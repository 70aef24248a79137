use std::sync::Arc;

use focuslab_providers::GeminiClient;
use focuslab_store::{Store, StoreError};

use crate::auth::TokenKeys;
use crate::error::ApiError;

/// Shared state handed to every handler.
#[derive(Clone, Debug)]
pub struct AppState {
    pub store: Arc<Store>,
    pub keys: Arc<TokenKeys>,
    /// `None` when no Gemini API key is configured.
    pub motivator: Option<GeminiClient>,
}

impl AppState {
    #[must_use]
    pub fn new(store: Store, keys: TokenKeys, motivator: Option<GeminiClient>) -> Self {
        Self {
            store: Arc::new(store),
            keys: Arc::new(keys),
            motivator,
        }
    }

    /// Run a store call on the blocking pool.
    pub async fn with_store<T, F>(&self, f: F) -> Result<T, ApiError>
    where
        T: Send + 'static,
        F: FnOnce(&Store) -> Result<T, StoreError> + Send + 'static,
    {
        let store = Arc::clone(&self.store);
        tokio::task::spawn_blocking(move || f(&store))
            .await
            .map_err(|e| {
                tracing::error!(error = %e, "Store task panicked");
                ApiError::internal()
            })?
            .map_err(ApiError::from)
    }
}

· · ·

• Directions for this task: Preserving every character, copy the records above out again.

• Solution to the problem:
repository 70aef24248a79137
use std::sync::Arc;

use focuslab_providers::GeminiClient;
use focuslab_store::{Store, StoreError};

use crate::auth::TokenKeys;
use crate::error::ApiError;

/// Shared state handed to every handler.
#[derive(Clone, Debug)]
pub struct AppState {
    pub store: Arc<Store>,
    pub keys: Arc<TokenKeys>,
    /// `None` when no Gemini API key is configured.
    pub motivator: Option<GeminiClient>,
}

impl AppState {
    #[must_use]
    pub fn new(store: Store, keys: TokenKeys, motivator: Option<GeminiClient>) -> Self {
        Self {
            store: Arc::new(store),
            keys: Arc::new(keys),
            motivator,
        }
    }

    /// Run a store call on the blocking pool.
    pub async fn with_store<T, F>(&self, f: F) -> Result<T, ApiError>
    where
        T: Send + 'static,
        F: FnOnce(&Store) -> Result<T, StoreError> + Send + 'static,
    {
        let store = Arc::clone(&self.store);
        tokio::task::spawn_blocking(move || f(&store))
            .await
            .map_err(|e| {
                tracing::error!(error = %e, "Store task panicked");
                ApiError::internal()
            })?
            .map_err(ApiError::from)
    }
}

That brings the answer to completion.